In the run up to the December crisis meeting on global warming, a call has gone out to world governments meeting in Bali to make a global energy and economic transition without delay in order to save the planet and its inhabitants from disaster. Signatories to the call say a “systemic shift” is needed just to stabilise the planet’s climate.
Drawn up by leading development and climate organisations, include the International Forum on Globalisation, Focus on the Global South and the Polaris Institute, the appeal calls on governments to "begin a pathway toward new global agreements that recognise and operate within our planet’s limits and equitably share its ecological space". It rightly points out that the proposals governments are likely to discuss in Bali will "dangerously underestimate the challenges confronting us".
Instead, the signatories make the case for having "deeper binding targets to reduce greenhouse gas emissions by at the very least 80% below 1990 levels by 2050... with solutions that place the greatest burden of adjustment on the richer nations, and the richer segments within all nations". The appeal demands that developed countries "drastically reduce consumption of energy and others resources, materials, and commodities" and proposes that "...conservation and re-localising cycles of ownership, production and consumption are the fastest, cheapest most efficient means toward powering down”.
Interestingly, the appeal recognises the need to "shift power away from global and national governance, and toward local economies, especially energy and food systems..". This appears to be the beginnings of a realisation that the structures of the existing society cannot deliver a sustainable future.
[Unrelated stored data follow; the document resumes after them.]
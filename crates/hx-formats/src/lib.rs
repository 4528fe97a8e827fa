//! File formats for hexaphonic.
//!
//! Parses TOML show files into a validated schedule, layout and engine
//! configuration, and reads/writes the PCM WAV files used for the program
//! track and offline renders.

mod show;
mod wav_format;

pub use show::{load_show, parse_show, Show, ShowFile};
pub use wav_format::{frames_to_wav, load_wav, write_wav};

use hx_ir::ConfigError;
use thiserror::Error;

/// Error type for format parsing.
#[derive(Debug, Error)]
pub enum FormatError {
    #[error("invalid file header")]
    InvalidHeader,
    #[error("unexpected end of file")]
    UnexpectedEof,
    #[error("unsupported format: {0}")]
    Unsupported(&'static str),
    #[error("show file syntax: {0}")]
    Syntax(#[from] toml::de::Error),
    #[error("show file: {0}")]
    InvalidShow(String),
    #[error(transparent)]
    Config(#[from] ConfigError),
    #[error("I/O error: {0}")]
    Io(#[from] std::io::Error),
}
//! Stereo output frame.

/// A stereo audio frame, nominally in [-1, 1].
#[derive(Clone, Copy, Debug, Default, PartialEq)]
pub struct Frame {
    pub left: f32,
    pub right: f32,
}

impl Frame {
    pub const fn silence() -> Self {
        Self { left: 0.0, right: 0.0 }
    }

    pub fn mix(&mut self, other: Frame) {
        self.left += other.left;
        self.right += other.right;
    }

    /// Convert to 16-bit PCM with hard clipping.
    pub fn to_i16(self) -> (i16, i16) {
        (to_pcm16(self.left), to_pcm16(self.right))
    }

    pub fn is_silent(self) -> bool {
        self.left == 0.0 && self.right == 0.0
    }
}

fn to_pcm16(sample: f32) -> i16 {
    (sample.clamp(-1.0, 1.0) * 32767.0) as i16
}

#[cfg(test)]
mod tests {
    use super::*;

    #[test]
    fn mix_sums_channels() {
        let mut a = Frame { left: 0.25, right: -0.5 };
        a.mix(Frame { left: 0.25, right: 0.25 });
        assert_eq!(a, Frame { left: 0.5, right: -0.25 });
    }

    #[test]
    fn pcm_conversion_clips() {
        let f = Frame { left: 2.0, right: -2.0 };
        assert_eq!(f.to_i16(), (32767, -32767));
        assert_eq!(Frame::silence().to_i16(), (0, 0));
    }
}
//! 2D top-down map: the speaker ring, lit by gain, and the listener arrow.
//!
//! Dragging empty map space rotates the listener. On movable layouts,
//! dragging a speaker moves it.

use hx_master::{InputEvent, SceneTransforms, Vec3};

use super::input::GuiAction;
use super::{gain_color, process_actions, GuiState};

const SPEAKER_RADIUS: f32 = 10.0;
const LISTENER_RADIUS: f32 = 6.0;
const ARROW_LEN: f32 = 28.0;
/// Fraction of the half-extent left as margin around the ring.
const MARGIN: f32 = 0.85;

const BG: [f32; 4] = [0.12, 0.12, 0.14, 1.0];
const RING: [f32; 4] = [0.30, 0.30, 0.36, 1.0];
const LISTENER: [f32; 4] = [0.55, 0.75, 0.95, 1.0];
const TEXT_COLOR: [f32; 4] = [0.85, 0.85, 0.85, 1.0];

#[derive(Clone, Copy, Debug, PartialEq, Eq)]
enum MapDrag {
    Rotate,
    Speaker(usize),
}

/// Pointer state carried between frames.
#[derive(Clone, Copy, Debug, Default)]
pub struct MapState {
    drag: Option<MapDrag>,
}

/// Screen-space placement of the room: meters to pixels and back.
#[derive(Clone, Copy, Debug, PartialEq)]
struct MapGeometry {
    center: [f32; 2],
    scale: f32,
}

impl MapGeometry {
    /// Fit a room of half-width `extent` meters into a `size` panel at `origin`.
    fn fit(origin: [f32; 2], size: [f32; 2], extent: f32) -> Self {
        let half = size[0].min(size[1]) * 0.5;
        Self {
            center: [origin[0] + size[0] * 0.5, origin[1] + size[1] * 0.5],
            scale: half * MARGIN / extent.max(0.5),
        }
    }

    /// Map coordinates (x right, z toward the back) to screen pixels.
    fn to_screen(&self, map: (f32, f32)) -> [f32; 2] {
        [
            self.center[0] + map.0 * self.scale,
            self.center[1] + map.1 * self.scale,
        ]
    }

    fn to_map(&self, screen: [f32; 2]) -> (f32, f32) {
        (
            (screen[0] - self.center[0]) / self.scale,
            (screen[1] - self.center[1]) / self.scale,
        )
    }
}

/// Index of the speaker drawn under `point`, nearest first.
fn hit_speaker(geometry: &MapGeometry, transforms: &SceneTransforms, point: [f32; 2]) -> Option<usize> {
    transforms
        .speakers
        .iter()
        .enumerate()
        .map(|(i, s)| {
            let p = geometry.to_screen(s.map);
            let (dx, dy) = (p[0] - point[0], p[1] - point[1]);
            (i, dx * dx + dy * dy)
        })
        .filter(|&(_, d2)| d2 <= SPEAKER_RADIUS * SPEAKER_RADIUS)
        .min_by(|a, b| a.1.total_cmp(&b.1))
        .map(|(i, _)| i)
}

pub fn map_panel(ui: &imgui::Ui, gui: &mut GuiState) {
    let Some(session) = gui.controller.session() else {
        return;
    };
    let movable = session.layout().is_movable();
    let extent = session.layout().radius();

    let transforms = SceneTransforms::from_view(&gui.frame);
    let avail = ui.content_region_avail();
    let origin = ui.cursor_screen_pos();
    let geometry = MapGeometry::fit(origin, avail, extent);

    ui.invisible_button("map_zone", avail);
    let actions = pointer_actions(ui, gui, &geometry, &transforms, movable);
    process_actions(gui, &actions);

    let transforms = SceneTransforms::from_view(&gui.frame);
    draw_map(ui, &geometry, &transforms, avail, origin);
}

fn pointer_actions(
    ui: &imgui::Ui,
    gui: &mut GuiState,
    geometry: &MapGeometry,
    transforms: &SceneTransforms,
    movable: bool,
) -> Vec<GuiAction> {
    let mouse = ui.io().mouse_pos;
    let mut actions = Vec::new();

    if ui.is_item_activated() {
        let drag = match hit_speaker(geometry, transforms, mouse) {
            Some(speaker) if movable => MapDrag::Speaker(speaker),
            _ => MapDrag::Rotate,
        };
        if drag == MapDrag::Rotate {
            actions.push(GuiAction::Input(InputEvent::PointerDown { inside: true }));
        }
        gui.map.drag = Some(drag);
    }

    match gui.map.drag {
        Some(MapDrag::Rotate) if ui.is_item_active() => {
            let dx = ui.io().mouse_delta[0];
            if dx != 0.0 {
                actions.push(GuiAction::Input(InputEvent::PointerMove { dx }));
            }
        }
        Some(MapDrag::Speaker(speaker)) if ui.is_item_active() => {
            let (x, z) = geometry.to_map(mouse);
            let y = transforms.speakers.get(speaker).map_or(0.0, |s| s.world.y);
            actions.push(GuiAction::MoveSpeaker {
                speaker,
                position: Vec3::new(x, y, z),
            });
        }
        _ => {}
    }

    if ui.is_item_deactivated() {
        if gui.map.drag == Some(MapDrag::Rotate) {
            actions.push(GuiAction::Input(InputEvent::PointerUp));
        }
        gui.map.drag = None;
    }

    actions
}

fn draw_map(
    ui: &imgui::Ui,
    geometry: &MapGeometry,
    transforms: &SceneTransforms,
    avail: [f32; 2],
    origin: [f32; 2],
) {
    let draw_list = ui.get_window_draw_list();
    let max = [origin[0] + avail[0], origin[1] + avail[1]];
    draw_list.add_rect(origin, max, BG).filled(true).build();

    if let Some(first) = transforms.speakers.first() {
        let (x, z) = first.map;
        let ring = (x * x + z * z).sqrt() * geometry.scale;
        draw_list
            .add_circle(geometry.center, ring, RING)
            .num_segments(64)
            .build();
    }

    for (i, speaker) in transforms.speakers.iter().enumerate() {
        let p = geometry.to_screen(speaker.map);
        draw_list
            .add_circle(p, SPEAKER_RADIUS, gain_color(speaker.intensity))
            .filled(true)
            .build();
        let label = format!("{}", i + 1);
        let size = ui.calc_text_size(&label);
        draw_list.add_text([p[0] - size[0] / 2.0, p[1] - size[1] / 2.0], BG, &label);
    }

    let c = geometry.center;
    let (ax, ay) = transforms.arrow;
    let tip = [c[0] + ax * ARROW_LEN, c[1] + ay * ARROW_LEN];
    draw_list.add_line(c, tip, LISTENER).thickness(2.5).build();
    draw_list
        .add_circle(c, LISTENER_RADIUS, LISTENER)
        .filled(true)
        .build();
    draw_list.add_text(
        [origin[0] + 6.0, origin[1] + 4.0],
        TEXT_COLOR,
        "Front",
    );
}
There is a call for new development models that "satisfying basic human rights and basic human needs for all (such as survival, sufficiency, freedom, identity)", to replace existing measurements based on economic performance.
The signatories urge the creation of global financial mechanisms to help poor nations keep their resources and see the need to "drive ecological solutions that transform today’s patterns of production and consumption, replacing long-distance trade and absentee-ownership with decentralised economic activity under community control".
There is nothing in the appeal you could disagree with, even if there is no reference to the economic system known as capitalism anywhere in the document. The real issue revolves around how these absolutely necessary changes are to be achieved. In this respect, the signatories mistakenly place their faith in existing governments and institutions to carry through the transition. For example, the appeal claims: “Just as one of the oldest global bodies, the International Labour Organisation, includes representatives from governments, labour, and business, these new negotiations must involve all of the sectors of society to be effective.”
Just how naïve this approach is was demonstrated by the New Labour government last week when it effectively gave the green light for a new runway at Heathrow Airport, despite massive opposition from local communities and environmental groups. Transport secretary Ruth Kelly said expansion was needed to keep the British economy “competitive”. Her “solution” for the extra CO2 emissions that would occur was to ensure “that every tonne of carbon that is emitted from a plane is matched by a reduction somewhere else in Europe” through carbon trading.
Kelly’s decision is just one of countless examples of how corporate power and compliant governments are locked into a mutual dance of death at the planet’s expense. They are deaf to appeals, whatever their merits and logic, and incapable of tackling the planetary emergency in the way outlined by the signatories above. Political and economic life will have to be restructured from top to bottom by the mass of the people themselves independently of their rulers’ wishes. If there was an easier option, it would have been discovered by now.